**Data excerpts**
________________________________________

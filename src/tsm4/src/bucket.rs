//! Grouping of parsed tables by realm/region scope

use std::collections::BTreeMap;

use crate::data::AuctionTable;

/// Parsed tables grouped by scope name, realms and regions held apart.
///
/// Tables within one scope keep their arrival order; scopes iterate in name
/// order, which makes output order deterministic.
#[derive(Debug, Default)]
pub struct ScopeBuckets {
    realms: BTreeMap<String, Vec<AuctionTable>>,
    regions: BTreeMap<String, Vec<AuctionTable>>,
}

impl ScopeBuckets {
    pub fn new() -> Self {
        Self::default()
    }

    /// Route a table into the realm or region collection by its category
    pub fn insert(&mut self, table: AuctionTable) {
        let buckets = if table.category.is_region_data() {
            &mut self.regions
        } else {
            &mut self.realms
        };
        buckets.entry(table.scope.clone()).or_default().push(table);
    }

    /// Number of distinct realm scopes seen
    pub fn realm_count(&self) -> usize {
        self.realms.len()
    }

    /// Number of distinct region scopes seen
    pub fn region_count(&self) -> usize {
        self.regions.len()
    }

    pub fn is_empty(&self) -> bool {
        self.realms.is_empty() && self.regions.is_empty()
    }

    /// Consume the collection, yielding `(scope, tables)` buckets: realm
    /// buckets first, then region buckets, each name-sorted.
    pub fn into_buckets(self) -> impl Iterator<Item = (String, Vec<AuctionTable>)> {
        self.realms.into_iter().chain(self.regions)
    }
}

________________________________________

**Your objective**
From the line containing "pub struct ScopeBuckets" down to the last line of the data above, copy every line exactly; leave out all other lines.

**Task response**
pub struct ScopeBuckets {
    realms: BTreeMap<String, Vec<AuctionTable>>,
    regions: BTreeMap<String, Vec<AuctionTable>>,
}

impl ScopeBuckets {
    pub fn new() -> Self {
        Self::default()
    }

    /// Route a table into the realm or region collection by its category
    pub fn insert(&mut self, table: AuctionTable) {
        let buckets = if table.category.is_region_data() {
            &mut self.regions
        } else {
            &mut self.realms
        };
        buckets.entry(table.scope.clone()).or_default().push(table);
    }

    /// Number of distinct realm scopes seen
    pub fn realm_count(&self) -> usize {
        self.realms.len()
    }

    /// Number of distinct region scopes seen
    pub fn region_count(&self) -> usize {
        self.regions.len()
    }

    pub fn is_empty(&self) -> bool {
        self.realms.is_empty() && self.regions.is_empty()
    }

    /// Consume the collection, yielding `(scope, tables)` buckets: realm
    /// buckets first, then region buckets, each name-sorted.
    pub fn into_buckets(self) -> impl Iterator<Item = (String, Vec<AuctionTable>)> {
        self.realms.into_iter().chain(self.regions)
    }
}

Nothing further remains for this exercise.